Construction of a Producer Strain of the Fibrinolitic Enzyme PAPC Based on Pichia pastoris Yeast

Objective: Yeast Pichia pastoris (Komagataella phaffii) is widely used in food and pharmaceutical industries as microbial cell factories of recombinant proteins. Protease-activator of protein C (PAPC) of blood plasma from Aspergillus ochraceus VKM F-4104D micromycetes can potentially be introduced into therapeutic practice as a fibrinolytic drug and into diagnostic systems for blood coagulation analysis as the main component that activates protein C. The aim of this work was to construct a PAPC-producing strain based on P. pastoris and to demonstrate the effective production and secretion of the recombinant enzyme into the culture medium. Methods: We assembled a pD912-AFSnoEAEA-PAPC vector carrying the papc gene under a methanol-induced AOX1-promoter.

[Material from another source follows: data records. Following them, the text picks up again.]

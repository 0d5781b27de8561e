//! PAM account module for Flux-managed nodes.
//!
//! Grants a user access to a node only while that user has a job in RUN
//! state that includes the node. With the `allow-guest-user` argument, users
//! may also reach rank 0 of a running multi-user instance job owned by the
//! instance owner, provided that child instance sets
//! `access.allow-guest-user`.
//!
//! # Modules
//!
//! - [`options`] - Module arguments
//! - [`guest`] - Guest access to child instances
//! - [`engine`] - Job scan and access reduction
//! - [`driver`] - Verdicts, user lookup and denial notice
//! - [`logging`] - Syslog output scoped to one PAM call
//! - `pam` - Exported `pam_sm_acct_mgmt` (feature `pam`)

pub mod driver;
pub mod engine;
pub mod error;
pub mod guest;
pub mod logging;
pub mod options;

#[cfg(feature = "pam")]
pub mod pam;

pub use driver::{denial_message, Authorizer, Conversation, SystemUsers, UserDirectory, Verdict};
pub use engine::{check_jobs, check_user, decide, AccessCheck, OWNER_ATTR};
pub use error::{PamFluxError, Result};
pub use guest::{uri_to_local, GuestPolicy, InstanceGuestPolicy};
pub use options::{ModuleOptions, ALLOW_GUEST_USER};
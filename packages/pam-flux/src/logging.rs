//! Syslog output for the module.
//!
//! The module runs inside someone else's process, so it never installs a
//! global subscriber. Instead [`with_syslog`] scopes a dispatcher around one
//! PAM call, and every `tracing` event in that call is sent as one datagram
//! to the local syslog socket under the `authpriv` facility.

use std::io;
use std::os::unix::net::UnixDatagram;
use std::path::PathBuf;

use tracing::{Dispatch, Level, Metadata};
use tracing_subscriber::filter::LevelFilter;
use tracing_subscriber::fmt::MakeWriter;
use tracing_subscriber::layer::SubscriberExt;

/// Program name attached to every record.
pub const IDENT: &str = "pam_flux";

const SYSLOG_SOCKET: &str = "/dev/log";

/// `LOG_AUTHPRIV` facility code, already shifted.
const LOG_AUTHPRIV: u8 = 10 << 3;

/// Syslog severity for a tracing level.
pub fn severity(level: &Level) -> u8 {
    match *level {
        Level::ERROR => 3,
        Level::WARN => 4,
        Level::INFO => 6,
        Level::DEBUG | Level::TRACE => 7,
    }
}

/// Format one RFC 3164 record as accepted by the local syslog daemon.
pub fn format_record(ident: &str, pid: u32, severity: u8, message: &str) -> String {
    format!(
        "<{}>{}[{}]: {}",
        LOG_AUTHPRIV | severity,
        ident,
        pid,
        message.trim_end()
    )
}

/// [`MakeWriter`] producing one [`SyslogRecord`] per event.
#[derive(Debug, Clone)]
pub struct Syslog {
    socket: PathBuf,
    ident: String,
}

impl Default for Syslog {
    fn default() -> Self {
        Self::new(SYSLOG_SOCKET, IDENT)
    }
}

impl Syslog {
    pub fn new(socket: impl Into<PathBuf>, ident: impl Into<String>) -> Self {
        Self {
            socket: socket.into(),
            ident: ident.into(),
        }
    }

    fn record(&self, severity: u8) -> SyslogRecord {
        SyslogRecord {
            socket: self.socket.clone(),
            ident: self.ident.clone(),
            severity,
            buf: Vec::new(),
        }
    }
}

impl<'a> MakeWriter<'a> for Syslog {
    type Writer = SyslogRecord;

    fn make_writer(&'a self) -> Self::Writer {
        self.record(severity(&Level::INFO))
    }

    fn make_writer_for(&'a self, meta: &Metadata<'_>) -> Self::Writer {
        self.record(severity(meta.level()))
    }
}

/// Buffers one formatted event and sends it when dropped.
pub struct SyslogRecord {
    socket: PathBuf,
    ident: String,
    severity: u8,
    buf: Vec<u8>,
}

impl SyslogRecord {
    fn send(&mut self) -> io::Result<()> {
        if self.buf.is_empty() {
            return Ok(());
        }
        let message = String::from_utf8_lossy(&self.buf);
        let record = format_record(&self.ident, std::process::id(), self.severity, &message);
        self.buf.clear();

        let socket = UnixDatagram::unbound()?;
        socket.send_to(record.as_bytes(), &self.socket)?;
        Ok(())
    }
}

impl io::Write for SyslogRecord {
    fn write(&mut self, buf: &[u8]) -> io::Result<usize> {
        self.buf.extend_from_slice(buf);
        Ok(buf.len())
    }

    fn flush(&mut self) -> io::Result<()> {
        Ok(())
    }
}

impl Drop for SyslogRecord {
    fn drop(&mut self) {
        // Nowhere left to report a failure to log
        let _ = self.send();
    }
}

/// Dispatcher writing INFO and above to syslog.
pub fn syslog_dispatch(syslog: Syslog) -> Dispatch {
    let layer = tracing_subscriber::fmt::layer()
        .with_writer(syslog)
        .with_ansi(false)
        .without_time()
        .with_target(false)
        .with_level(false);
    let subscriber = tracing_subscriber::registry()
        .with(LevelFilter::INFO)
        .with(layer);
    Dispatch::new(subscriber)
}

/// Run `f` with module events routed to the system log.
pub fn with_syslog<T>(f: impl FnOnce() -> T) -> T {
    let dispatch = syslog_dispatch(Syslog::default());
    tracing::dispatcher::with_default(&dispatch, f)
}
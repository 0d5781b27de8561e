//! Account management decision for one PAM call.

use std::fmt;

use flux_client::Connector;

use crate::engine::check_user;
use crate::error::Result;
use crate::guest::InstanceGuestPolicy;
use crate::options::ModuleOptions;

/// Outcome handed back to the PAM stack.
#[derive(Debug, Clone, Copy, PartialEq, Eq)]
pub enum Verdict {
    Granted,
    Denied,
    UnknownIdentity,
    SystemError,
}

impl Verdict {
    pub const PAM_SUCCESS: i32 = 0;
    pub const PAM_SYSTEM_ERR: i32 = 4;
    pub const PAM_PERM_DENIED: i32 = 6;
    pub const PAM_USER_UNKNOWN: i32 = 10;

    /// Linux-PAM return code.
    pub fn pam_code(self) -> i32 {
        match self {
            Verdict::Granted => Self::PAM_SUCCESS,
            Verdict::Denied => Self::PAM_PERM_DENIED,
            Verdict::UnknownIdentity => Self::PAM_USER_UNKNOWN,
            Verdict::SystemError => Self::PAM_SYSTEM_ERR,
        }
    }

    pub fn is_granted(self) -> bool {
        self == Verdict::Granted
    }
}

impl fmt::Display for Verdict {
    fn fmt(&self, f: &mut fmt::Formatter<'_>) -> fmt::Result {
        f.write_str(match self {
            Verdict::Granted => "granted",
            Verdict::Denied => "denied",
            Verdict::UnknownIdentity => "unknown user",
            Verdict::SystemError => "system error",
        })
    }
}

/// Resolves login names to uids.
pub trait UserDirectory {
    fn uid_for(&self, name: &str) -> Option<u32>;
}

/// The system password database.
#[derive(Debug, Default, Clone, Copy)]
pub struct SystemUsers;

impl UserDirectory for SystemUsers {
    fn uid_for(&self, name: &str) -> Option<u32> {
        match nix::unistd::User::from_name(name) {
            Ok(user) => user.map(|u| u.uid.as_raw()),
            Err(e) => {
                tracing::error!(user = name, error = %e, "getpwnam failed");
                None
            }
        }
    }
}

/// Channel for messages shown to the user being checked.
pub trait Conversation {
    fn error_message(&mut self, message: &str) -> Result<()>;
}

/// Message shown to a user who is refused.
pub fn denial_message(user: &str) -> String {
    format!("Access denied: user {user} has no active jobs on this node")
}

/// Decides node access for users named by the PAM stack.
pub struct Authorizer<'a, C> {
    connector: C,
    users: &'a dyn UserDirectory,
}

impl<'a, C: Connector> Authorizer<'a, C> {
    pub fn new(connector: C, users: &'a dyn UserDirectory) -> Self {
        Self { connector, users }
    }

    /// Decide for `user` under the module arguments `args`.
    ///
    /// A refused user is told so through `conv` and the refusal is logged.
    pub fn authorize<S: AsRef<str>>(
        &self,
        user: Option<&str>,
        args: &[S],
        conv: &mut dyn Conversation,
    ) -> Verdict {
        let Some(user) = user.filter(|u| !u.is_empty()) else {
            tracing::error!("unable to identify user");
            return Verdict::UnknownIdentity;
        };
        let Some(uid) = self.users.uid_for(user) else {
            tracing::error!("user {user} does not exist");
            return Verdict::UnknownIdentity;
        };
        let options = match ModuleOptions::parse(args) {
            Ok(options) => options,
            Err(e) => {
                tracing::error!("{e}");
                return Verdict::SystemError;
            }
        };

        let guest = InstanceGuestPolicy::new(&self.connector);
        if check_user(&self.connector, &options, uid, &guest) {
            tracing::info!("access granted for user {user} (uid={uid})");
            return Verdict::Granted;
        }

        if let Err(e) = conv.error_message(&denial_message(user)) {
            tracing::error!("{e}");
        }
        tracing::info!("access denied for user {user} (uid={uid})");
        Verdict::Denied
    }
}

#[cfg(test)]
mod tests {
    use super::*;

    #[test]
    fn test_pam_codes() {
        assert_eq!(Verdict::Granted.pam_code(), 0);
        assert_eq!(Verdict::Denied.pam_code(), 6);
        assert_eq!(Verdict::UnknownIdentity.pam_code(), 10);
        assert_eq!(Verdict::SystemError.pam_code(), 4);
    }

    #[test]
    fn test_denial_message() {
        assert_eq!(
            denial_message("alice"),
            "Access denied: user alice has no active jobs on this node"
        );
    }

    #[test]
    fn test_system_users_resolves_root() {
        assert_eq!(SystemUsers.uid_for("root"), Some(0));
        assert_eq!(SystemUsers.uid_for("no-such-user-pam-flux"), None);
    }
}
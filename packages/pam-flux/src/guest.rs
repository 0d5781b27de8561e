//! Guest access to multi-user instance jobs.
//!
//! A job that is itself a Flux instance publishes an `ssh://` URI. The broker
//! on the job's first rank also listens on the local socket named by that
//! URI's path, so rank 0 of the job can open the child instance directly and
//! read whether it opted in to guest users.

use flux_client::{Connector, Endpoint};

use crate::error::{PamFluxError, Result};

const REMOTE_SCHEME: &str = "ssh://";
const LOCAL_SCHEME: &str = "local://";

/// Rewrite a remote instance URI to the local URI of the same broker.
///
/// `ssh://host123/tmp/flux-abc/local-0` becomes
/// `local:///tmp/flux-abc/local-0`.
pub fn uri_to_local(uri: &str) -> Result<String> {
    let fail = || PamFluxError::UriTransform(uri.to_string());

    let rest = uri.strip_prefix(REMOTE_SCHEME).ok_or_else(fail)?;
    let path = rest.find('/').map(|i| &rest[i..]).ok_or_else(fail)?;
    Ok(format!("{LOCAL_SCHEME}{path}"))
}

/// Decides whether a job instance admits guests.
pub trait GuestPolicy {
    /// `uri` is the job's published instance URI, if any.
    fn guest_allowed(&self, uri: Option<&str>) -> bool;
}

/// Asks the child instance itself via its `config.get` service.
pub struct InstanceGuestPolicy<C> {
    connector: C,
}

impl<C: Connector> InstanceGuestPolicy<C> {
    pub fn new(connector: C) -> Self {
        Self { connector }
    }

    fn query(&self, uri: &str) -> Result<bool> {
        let local_uri = uri_to_local(uri)?;
        let h = self.connector.open(&Endpoint::uri(local_uri))?;
        let config = h.guest_access_config()?;
        Ok(config.allow_guest_user())
    }
}

impl<C: Connector> GuestPolicy for InstanceGuestPolicy<C> {
    fn guest_allowed(&self, uri: Option<&str>) -> bool {
        let Some(uri) = uri else {
            tracing::debug!("job is not a Flux instance");
            return false;
        };
        match self.query(uri) {
            Ok(true) => true,
            Ok(false) => {
                tracing::info!("access.allow-guest-user not enabled in child");
                false
            }
            Err(e) => {
                tracing::error!(uri, error = %e, "failed to check guest access");
                false
            }
        }
    }
}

This vector was used to transform P. pastoris yeast, and transformants were selected on a zeocin-containing medium. The clones most effectively producing the target enzyme were selected using an agar medium with casein and an analysis of the culture medium by SDS-PAGE. Results and Discussion: The selected clones secreted an active form of PAPC into the culture medium. The ability to production of the target enzyme remained after 60 generations. LC-MS analysis confirmed the presence of the enzyme in the culture medium and demonstrated that accumulation occurs in the mature active form. Conclusions: We demonstrated that P. pastoris system can be successfully used for the high-level expression of PAPC from A. ochraceus. The low amount of host cell proteins in the culture medium makes the subsequent purification of the target enzyme easier in comparison to bacterial expression systems. The obtained strain can be used for the further production of experimental industrial batches of the enzyme in biotechnological production facilities that support yeast fermentation.